▸ **Exercise instructions**: The response should consist of every line below, unchanged.
----- Extracted entries
//! Plain-text report, optionally coloured.

use crate::check::{CommitReport, FileReport, RunReport};
use crate::diff::{DiffHunk, LineKind};
use crate::error::Result;
use std::io::Write;

use super::palette::{Colour, Palette};

fn issues_word(count: usize) -> &'static str {
    if count == 1 { "issue" } else { "issues" }
}

/// Render a hunk: coloured header, then each body line coloured by kind.
///
/// The result ends with a colour reset on its own line, which leaves a blank
/// line between consecutive hunks.
pub fn render_hunk(hunk: &DiffHunk, palette: &Palette) -> String {
    let mut out = format!("{}{}\n", palette.paint(Colour::Cyan), hunk.header_line());

    for line in hunk.lines() {
        let colour = match line.kind {
            LineKind::Removed => Colour::Red,
            LineKind::Added => Colour::Green,
            LineKind::Context | LineKind::NoNewline => Colour::Default,
        };
        out.push_str(palette.paint(colour));
        out.push(line.kind.marker());
        out.push_str(&line.text);
        out.push('\n');
    }

    out.push_str(palette.paint(Colour::Default));
    out.push('\n');
    out
}

/// Write a file header followed by its hunks.
pub fn write_file<W: Write>(out: &mut W, file: &FileReport, palette: &Palette) -> Result<()> {
    writeln!(out, "{}--- {}", palette.paint(Colour::Red), file.path)?;
    writeln!(out, "{}+++ {}", palette.paint(Colour::Green), file.path)?;
    for hunk in &file.hunks {
        write!(out, "{}", render_hunk(hunk, palette))?;
    }
    Ok(())
}

/// Write the section for one commit, ending with a blank line.
///
/// ```text
/// ----------------------------
/// 3f2a... libcamera: Add thing
/// ----------------------------
/// --- src/thing.cpp
/// +++ src/thing.cpp
/// @@ -10,7 +10,7 @@
/// ...
/// ---
/// 1 potential style issue detected, please review
/// ```
pub fn write_commit<W: Write>(
    out: &mut W,
    report: &CommitReport,
    palette: &Palette,
) -> Result<()> {
    let separator = "-".repeat(report.title.chars().count());
    writeln!(out, "{}", separator)?;
    writeln!(out, "{}", report.title)?;
    writeln!(out, "{}", separator)?;

    if report.skipped {
        writeln!(out, "Commit doesn't touch source files, skipping")?;
        writeln!(out)?;
        return Ok(());
    }

    for file in &report.files {
        write_file(out, file, palette)?;
    }

    let issues = report.issue_count();
    if issues == 0 {
        writeln!(out, "No style issue detected")?;
    } else {
        writeln!(out, "---")?;
        writeln!(
            out,
            "{} potential style {} detected, please review",
            issues,
            issues_word(issues)
        )?;
    }
    writeln!(out)?;

    Ok(())
}

/// Write the closing line for a run.
///
/// Nothing is written for a single commit, whose own section already
/// carries the count.
pub fn write_summary<W: Write>(out: &mut W, run: &RunReport) -> Result<()> {
    match run.commits.len() {
        0 => writeln!(out, "No commits to check")?,
        1 => {}
        commits => {
            let issues = run.issue_count();
            writeln!(
                out,
                "{} potential style {} detected in {} commits",
                issues,
                issues_word(issues),
                commits
            )?;
        }
    }
    Ok(())
}
//! Result types produced by a style check run.

use crate::diff::DiffHunk;

/// Title line and touched files of one commit, as listed by git.
#[derive(Debug, Clone, PartialEq, Eq)]
pub struct CommitSummary {
    /// Commit id.
    pub commit: String,
    /// `<sha> <subject>` line.
    pub title: String,
    /// Repository-relative paths touched by the commit.
    pub files: Vec<String>,
}

/// Formatter hunks that touch lines added to one file.
#[derive(Debug, Clone)]
pub struct FileReport {
    /// Repository-relative file path.
    pub path: String,
    /// Surviving hunks, in diff order. Never empty.
    pub hunks: Vec<DiffHunk>,
}

/// Outcome of checking one commit.
#[derive(Debug, Clone)]
pub struct CommitReport {
    pub commit: String,
    pub title: String,
    /// True when no touched file has a checked extension.
    pub skipped: bool,
    /// Files with at least one reported hunk.
    pub files: Vec<FileReport>,
}

impl CommitReport {
    /// Number of reported hunks across all files.
    pub fn issue_count(&self) -> usize {
        self.files.iter().map(|f| f.hunks.len()).sum()
    }
}

/// Outcome of checking a revision range.
#[derive(Debug, Clone, Default)]
pub struct RunReport {
    /// Commit reports, oldest first.
    pub commits: Vec<CommitReport>,
}

impl RunReport {
    pub fn issue_count(&self) -> usize {
        self.commits.iter().map(CommitReport::issue_count).sum()
    }
}
//! Line-level diff between two in-memory texts.

use similar::{Algorithm, TextDiff};

/// Produce a unified diff from `before` to `after`.
///
/// The output has `---`/`+++` file lines followed by hunks, and is empty
/// when the texts are identical.
pub fn unified_diff(before: &str, after: &str, context_lines: usize) -> String {
    if before == after {
        return String::new();
    }

    TextDiff::configure()
        .algorithm(Algorithm::Myers)
        .diff_lines(before, after)
        .unified_diff()
        .context_radius(context_lines)
        .header("before", "after")
        .to_string()
}
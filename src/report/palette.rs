//! Terminal colours.
//!
//! Colour use is decided once at startup and captured in an immutable
//! [`Palette`] that rendering code borrows.

use clap::ValueEnum;
use std::io::IsTerminal;

/// Colours used in reports.
#[derive(Debug, Clone, Copy, PartialEq, Eq)]
pub enum Colour {
    Default = 0,
    Red = 1,
    Green = 2,
    Cyan = 3,
}

/// SGR escape for each [`Colour`], indexed by discriminant.
const ESCAPES: [&str; 4] = ["\x1b[0;0m", "\x1b[0;31m", "\x1b[0;32m", "\x1b[0;36m"];

impl Colour {
    pub fn escape(self) -> &'static str {
        ESCAPES[self as usize]
    }
}

/// When to colour output.
#[derive(Debug, Clone, Copy, PartialEq, Eq, Default, ValueEnum)]
pub enum ColorChoice {
    /// Colour when stdout is a terminal.
    #[default]
    Auto,
    Always,
    Never,
}

/// Resolved colour setting.
#[derive(Debug, Clone, Copy, PartialEq, Eq)]
pub struct Palette {
    enabled: bool,
}

impl Palette {
    pub fn new(choice: ColorChoice, interactive: bool) -> Self {
        let enabled = match choice {
            ColorChoice::Auto => interactive,
            ColorChoice::Always => true,
            ColorChoice::Never => false,
        };
        Self { enabled }
    }

    /// Resolve `choice` against the process's stdout.
    pub fn detect(choice: ColorChoice) -> Self {
        Self::new(choice, std::io::stdout().is_terminal())
    }

    /// A palette that never emits escapes.
    #[cfg(test)]
    pub(crate) fn plain() -> Self {
        Self { enabled: false }
    }

    /// Escape sequence for `colour`, or an empty string when colours are off.
    pub fn paint(&self, colour: Colour) -> &'static str {
        if self.enabled { colour.escape() } else { "" }
    }
}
----------
▸ **Worked solution**:
//! Plain-text report, optionally coloured.

use crate::check::{CommitReport, FileReport, RunReport};
use crate::diff::{DiffHunk, LineKind};
use crate::error::Result;
use std::io::Write;

use super::palette::{Colour, Palette};

fn issues_word(count: usize) -> &'static str {
    if count == 1 { "issue" } else { "issues" }
}

/// Render a hunk: coloured header, then each body line coloured by kind.
///
/// The result ends with a colour reset on its own line, which leaves a blank
/// line between consecutive hunks.
pub fn render_hunk(hunk: &DiffHunk, palette: &Palette) -> String {
    let mut out = format!("{}{}\n", palette.paint(Colour::Cyan), hunk.header_line());

    for line in hunk.lines() {
        let colour = match line.kind {
            LineKind::Removed => Colour::Red,
            LineKind::Added => Colour::Green,
            LineKind::Context | LineKind::NoNewline => Colour::Default,
        };
        out.push_str(palette.paint(colour));
        out.push(line.kind.marker());
        out.push_str(&line.text);
        out.push('\n');
    }

    out.push_str(palette.paint(Colour::Default));
    out.push('\n');
    out
}

/// Write a file header followed by its hunks.
pub fn write_file<W: Write>(out: &mut W, file: &FileReport, palette: &Palette) -> Result<()> {
    writeln!(out, "{}--- {}", palette.paint(Colour::Red), file.path)?;
    writeln!(out, "{}+++ {}", palette.paint(Colour::Green), file.path)?;
    for hunk in &file.hunks {
        write!(out, "{}", render_hunk(hunk, palette))?;
    }
    Ok(())
}

/// Write the section for one commit, ending with a blank line.
///
/// ```text
/// ----------------------------
/// 3f2a... libcamera: Add thing
/// ----------------------------
/// --- src/thing.cpp
/// +++ src/thing.cpp
/// @@ -10,7 +10,7 @@
/// ...
/// ---
/// 1 potential style issue detected, please review
/// ```
pub fn write_commit<W: Write>(
    out: &mut W,
    report: &CommitReport,
    palette: &Palette,
) -> Result<()> {
    let separator = "-".repeat(report.title.chars().count());
    writeln!(out, "{}", separator)?;
    writeln!(out, "{}", report.title)?;
    writeln!(out, "{}", separator)?;

    if report.skipped {
        writeln!(out, "Commit doesn't touch source files, skipping")?;
        writeln!(out)?;
        return Ok(());
    }

    for file in &report.files {
        write_file(out, file, palette)?;
    }

    let issues = report.issue_count();
    if issues == 0 {
        writeln!(out, "No style issue detected")?;
    } else {
        writeln!(out, "---")?;
        writeln!(
            out,
            "{} potential style {} detected, please review",
            issues,
            issues_word(issues)
        )?;
    }
    writeln!(out)?;

    Ok(())
}

/// Write the closing line for a run.
///
/// Nothing is written for a single commit, whose own section already
/// carries the count.
pub fn write_summary<W: Write>(out: &mut W, run: &RunReport) -> Result<()> {
    match run.commits.len() {
        0 => writeln!(out, "No commits to check")?,
        1 => {}
        commits => {
            let issues = run.issue_count();
            writeln!(
                out,
                "{} potential style {} detected in {} commits",
                issues,
                issues_word(issues),
                commits
            )?;
        }
    }
    Ok(())
}
//! Result types produced by a style check run.

use crate::diff::DiffHunk;

/// Title line and touched files of one commit, as listed by git.
#[derive(Debug, Clone, PartialEq, Eq)]
pub struct CommitSummary {
    /// Commit id.
    pub commit: String,
    /// `<sha> <subject>` line.
    pub title: String,
    /// Repository-relative paths touched by the commit.
    pub files: Vec<String>,
}

/// Formatter hunks that touch lines added to one file.
#[derive(Debug, Clone)]
pub struct FileReport {
    /// Repository-relative file path.
    pub path: String,
    /// Surviving hunks, in diff order. Never empty.
    pub hunks: Vec<DiffHunk>,
}

/// Outcome of checking one commit.
#[derive(Debug, Clone)]
pub struct CommitReport {
    pub commit: String,
    pub title: String,
    /// True when no touched file has a checked extension.
    pub skipped: bool,
    /// Files with at least one reported hunk.
    pub files: Vec<FileReport>,
}

impl CommitReport {
    /// Number of reported hunks across all files.
    pub fn issue_count(&self) -> usize {
        self.files.iter().map(|f| f.hunks.len()).sum()
    }
}

/// Outcome of checking a revision range.
#[derive(Debug, Clone, Default)]
pub struct RunReport {
    /// Commit reports, oldest first.
    pub commits: Vec<CommitReport>,
}

impl RunReport {
    pub fn issue_count(&self) -> usize {
        self.commits.iter().map(CommitReport::issue_count).sum()
    }
}
//! Line-level diff between two in-memory texts.

use similar::{Algorithm, TextDiff};

/// Produce a unified diff from `before` to `after`.
///
/// The output has `---`/`+++` file lines followed by hunks, and is empty
/// when the texts are identical.
pub fn unified_diff(before: &str, after: &str, context_lines: usize) -> String {
    if before == after {
        return String::new();
    }

    TextDiff::configure()
        .algorithm(Algorithm::Myers)
        .diff_lines(before, after)
        .unified_diff()
        .context_radius(context_lines)
        .header("before", "after")
        .to_string()
}
filename src/report/palette.rs
//! Terminal colours.
//!
//! Colour use is decided once at startup and captured in an immutable
//! [`Palette`] that rendering code borrows.

use clap::ValueEnum;
use std::io::IsTerminal;

/// Colours used in reports.
#[derive(Debug, Clone, Copy, PartialEq, Eq)]
pub enum Colour {
    Default = 0,
    Red = 1,
    Green = 2,
    Cyan = 3,
}

/// SGR escape for each [`Colour`], indexed by discriminant.
const ESCAPES: [&str; 4] = ["\x1b[0;0m", "\x1b[0;31m", "\x1b[0;32m", "\x1b[0;36m"];

impl Colour {
    pub fn escape(self) -> &'static str {
        ESCAPES[self as usize]
    }
}

/// When to colour output.
#[derive(Debug, Clone, Copy, PartialEq, Eq, Default, ValueEnum)]
pub enum ColorChoice {
    /// Colour when stdout is a terminal.
    #[default]
    Auto,
    Always,
    Never,
}

/// Resolved colour setting.
#[derive(Debug, Clone, Copy, PartialEq, Eq)]
pub struct Palette {
    enabled: bool,
}

impl Palette {
    pub fn new(choice: ColorChoice, interactive: bool) -> Self {
        let enabled = match choice {
            ColorChoice::Auto => interactive,
            ColorChoice::Always => true,
            ColorChoice::Never => false,
        };
        Self { enabled }
    }

    /// Resolve `choice` against the process's stdout.
    pub fn detect(choice: ColorChoice) -> Self {
        Self::new(choice, std::io::stdout().is_terminal())
    }

    /// A palette that never emits escapes.
    #[cfg(test)]
    pub(crate) fn plain() -> Self {
        Self { enabled: false }
    }

    /// Escape sequence for `colour`, or an empty string when colours are off.
    pub fn paint(&self, colour: Colour) -> &'static str {
        if self.enabled { colour.escape() } else { "" }
    }
}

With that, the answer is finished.